What is being asked:
In the entries below, spot each line with the word "MutexGuard" and copy it.

··· Material for this exercise ···

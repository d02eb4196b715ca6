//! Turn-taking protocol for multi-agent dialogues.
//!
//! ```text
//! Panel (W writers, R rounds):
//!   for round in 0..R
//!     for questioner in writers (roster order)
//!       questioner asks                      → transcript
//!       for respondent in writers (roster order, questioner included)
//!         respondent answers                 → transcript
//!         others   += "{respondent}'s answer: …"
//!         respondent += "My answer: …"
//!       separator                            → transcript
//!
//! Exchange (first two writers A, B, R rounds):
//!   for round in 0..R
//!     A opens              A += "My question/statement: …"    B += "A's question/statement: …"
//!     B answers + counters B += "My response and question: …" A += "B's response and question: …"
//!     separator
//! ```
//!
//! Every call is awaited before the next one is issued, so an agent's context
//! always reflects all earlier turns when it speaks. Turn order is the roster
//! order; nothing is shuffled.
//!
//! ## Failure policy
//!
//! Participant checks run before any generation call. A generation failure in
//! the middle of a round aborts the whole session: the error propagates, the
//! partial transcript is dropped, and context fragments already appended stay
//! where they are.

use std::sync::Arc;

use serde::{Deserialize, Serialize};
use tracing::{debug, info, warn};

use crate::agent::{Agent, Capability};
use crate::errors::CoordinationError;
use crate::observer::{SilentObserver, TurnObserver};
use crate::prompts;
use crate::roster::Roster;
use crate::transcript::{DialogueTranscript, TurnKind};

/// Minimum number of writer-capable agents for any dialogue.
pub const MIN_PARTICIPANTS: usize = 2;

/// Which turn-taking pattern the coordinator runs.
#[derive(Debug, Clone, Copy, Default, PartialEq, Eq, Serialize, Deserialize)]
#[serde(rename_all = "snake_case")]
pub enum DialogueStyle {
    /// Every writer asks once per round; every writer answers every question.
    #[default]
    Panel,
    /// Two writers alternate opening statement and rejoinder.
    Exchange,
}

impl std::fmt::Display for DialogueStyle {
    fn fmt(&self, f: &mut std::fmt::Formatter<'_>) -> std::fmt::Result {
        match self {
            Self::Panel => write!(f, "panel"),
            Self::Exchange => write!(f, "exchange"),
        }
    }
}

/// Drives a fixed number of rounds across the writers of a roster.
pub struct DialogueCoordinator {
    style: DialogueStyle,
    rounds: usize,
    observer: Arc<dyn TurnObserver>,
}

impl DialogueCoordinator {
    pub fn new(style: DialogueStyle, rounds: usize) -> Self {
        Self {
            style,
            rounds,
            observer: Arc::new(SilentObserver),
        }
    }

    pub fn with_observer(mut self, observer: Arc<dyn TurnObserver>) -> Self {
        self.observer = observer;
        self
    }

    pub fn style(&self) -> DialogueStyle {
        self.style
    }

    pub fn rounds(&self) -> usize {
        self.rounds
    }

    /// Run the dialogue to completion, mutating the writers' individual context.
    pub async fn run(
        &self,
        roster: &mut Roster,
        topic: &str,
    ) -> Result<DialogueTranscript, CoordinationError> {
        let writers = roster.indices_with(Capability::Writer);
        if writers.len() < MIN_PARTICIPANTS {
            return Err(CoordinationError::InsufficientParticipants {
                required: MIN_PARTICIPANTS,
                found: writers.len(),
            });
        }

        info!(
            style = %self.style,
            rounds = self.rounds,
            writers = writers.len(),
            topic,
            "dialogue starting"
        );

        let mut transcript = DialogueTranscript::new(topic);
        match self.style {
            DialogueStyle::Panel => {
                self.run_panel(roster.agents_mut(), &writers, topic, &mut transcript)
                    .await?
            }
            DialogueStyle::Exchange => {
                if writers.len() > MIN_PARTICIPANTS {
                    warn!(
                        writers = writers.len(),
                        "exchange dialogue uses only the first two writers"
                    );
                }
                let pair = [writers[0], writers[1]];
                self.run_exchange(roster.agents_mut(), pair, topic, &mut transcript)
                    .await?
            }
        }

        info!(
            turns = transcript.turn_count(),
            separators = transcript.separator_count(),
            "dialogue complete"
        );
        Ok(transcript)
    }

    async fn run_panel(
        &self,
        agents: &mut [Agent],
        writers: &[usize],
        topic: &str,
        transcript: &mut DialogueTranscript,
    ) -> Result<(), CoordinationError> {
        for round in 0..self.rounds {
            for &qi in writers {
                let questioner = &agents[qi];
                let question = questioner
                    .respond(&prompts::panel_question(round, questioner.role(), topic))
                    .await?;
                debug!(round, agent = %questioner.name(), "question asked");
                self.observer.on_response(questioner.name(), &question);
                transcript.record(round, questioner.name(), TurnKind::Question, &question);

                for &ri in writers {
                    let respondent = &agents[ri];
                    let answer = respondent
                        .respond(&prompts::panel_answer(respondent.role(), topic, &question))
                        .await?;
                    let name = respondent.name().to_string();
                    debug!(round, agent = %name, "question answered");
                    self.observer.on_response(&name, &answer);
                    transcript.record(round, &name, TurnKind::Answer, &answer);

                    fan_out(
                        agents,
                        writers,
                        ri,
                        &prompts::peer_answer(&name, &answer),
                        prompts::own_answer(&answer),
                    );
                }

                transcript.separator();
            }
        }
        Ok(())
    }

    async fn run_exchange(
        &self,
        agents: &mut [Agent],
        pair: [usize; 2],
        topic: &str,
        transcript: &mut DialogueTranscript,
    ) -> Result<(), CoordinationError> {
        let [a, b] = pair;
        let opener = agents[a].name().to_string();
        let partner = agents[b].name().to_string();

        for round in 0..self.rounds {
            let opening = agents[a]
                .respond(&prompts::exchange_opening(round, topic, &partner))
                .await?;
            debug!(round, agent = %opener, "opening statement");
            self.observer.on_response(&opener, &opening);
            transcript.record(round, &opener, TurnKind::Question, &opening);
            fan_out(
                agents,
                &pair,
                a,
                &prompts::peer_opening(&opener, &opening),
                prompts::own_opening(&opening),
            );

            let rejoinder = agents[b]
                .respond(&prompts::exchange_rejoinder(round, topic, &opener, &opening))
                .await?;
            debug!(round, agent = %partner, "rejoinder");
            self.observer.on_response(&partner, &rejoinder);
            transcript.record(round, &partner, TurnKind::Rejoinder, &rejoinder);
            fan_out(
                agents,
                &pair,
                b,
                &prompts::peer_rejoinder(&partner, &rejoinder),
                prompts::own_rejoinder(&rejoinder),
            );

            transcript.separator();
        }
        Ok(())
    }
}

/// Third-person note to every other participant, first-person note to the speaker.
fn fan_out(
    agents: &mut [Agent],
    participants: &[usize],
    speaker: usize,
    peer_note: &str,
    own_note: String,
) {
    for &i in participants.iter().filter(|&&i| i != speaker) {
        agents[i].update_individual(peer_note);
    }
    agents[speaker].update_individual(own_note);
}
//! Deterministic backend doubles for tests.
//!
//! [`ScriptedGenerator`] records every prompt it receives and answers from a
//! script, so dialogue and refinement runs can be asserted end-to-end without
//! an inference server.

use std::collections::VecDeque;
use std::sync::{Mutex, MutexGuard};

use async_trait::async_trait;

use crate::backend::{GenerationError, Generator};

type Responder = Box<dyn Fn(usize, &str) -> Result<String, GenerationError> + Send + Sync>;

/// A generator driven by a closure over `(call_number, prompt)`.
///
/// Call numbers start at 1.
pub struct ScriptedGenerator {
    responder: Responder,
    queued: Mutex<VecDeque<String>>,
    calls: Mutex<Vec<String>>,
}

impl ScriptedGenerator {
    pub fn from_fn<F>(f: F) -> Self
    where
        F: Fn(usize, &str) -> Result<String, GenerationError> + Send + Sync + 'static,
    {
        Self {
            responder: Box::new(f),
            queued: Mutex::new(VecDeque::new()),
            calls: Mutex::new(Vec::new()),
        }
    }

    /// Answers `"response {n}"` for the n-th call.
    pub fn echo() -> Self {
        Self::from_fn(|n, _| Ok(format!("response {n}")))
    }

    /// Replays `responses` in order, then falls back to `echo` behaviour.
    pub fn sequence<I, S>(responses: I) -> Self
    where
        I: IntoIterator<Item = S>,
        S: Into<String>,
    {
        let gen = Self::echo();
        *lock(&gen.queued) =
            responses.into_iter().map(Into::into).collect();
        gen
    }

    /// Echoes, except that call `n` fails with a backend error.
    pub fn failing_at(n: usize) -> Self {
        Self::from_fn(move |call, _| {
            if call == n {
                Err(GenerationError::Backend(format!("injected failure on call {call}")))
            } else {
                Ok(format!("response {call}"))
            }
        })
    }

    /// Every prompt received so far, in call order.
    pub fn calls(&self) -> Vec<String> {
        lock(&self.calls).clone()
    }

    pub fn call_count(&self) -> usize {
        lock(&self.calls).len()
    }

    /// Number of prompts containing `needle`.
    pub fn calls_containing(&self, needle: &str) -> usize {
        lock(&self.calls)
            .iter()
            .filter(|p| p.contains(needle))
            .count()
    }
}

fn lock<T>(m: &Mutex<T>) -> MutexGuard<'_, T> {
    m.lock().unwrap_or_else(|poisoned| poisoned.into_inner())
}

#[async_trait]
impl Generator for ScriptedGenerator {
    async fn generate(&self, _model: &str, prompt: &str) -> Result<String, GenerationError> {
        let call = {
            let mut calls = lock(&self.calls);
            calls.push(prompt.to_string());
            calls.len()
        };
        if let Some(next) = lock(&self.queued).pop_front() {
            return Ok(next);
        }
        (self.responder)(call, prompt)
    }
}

···

Your response:
use std::sync::{Mutex, MutexGuard};
fn lock<T>(m: &Mutex<T>) -> MutexGuard<'_, T> {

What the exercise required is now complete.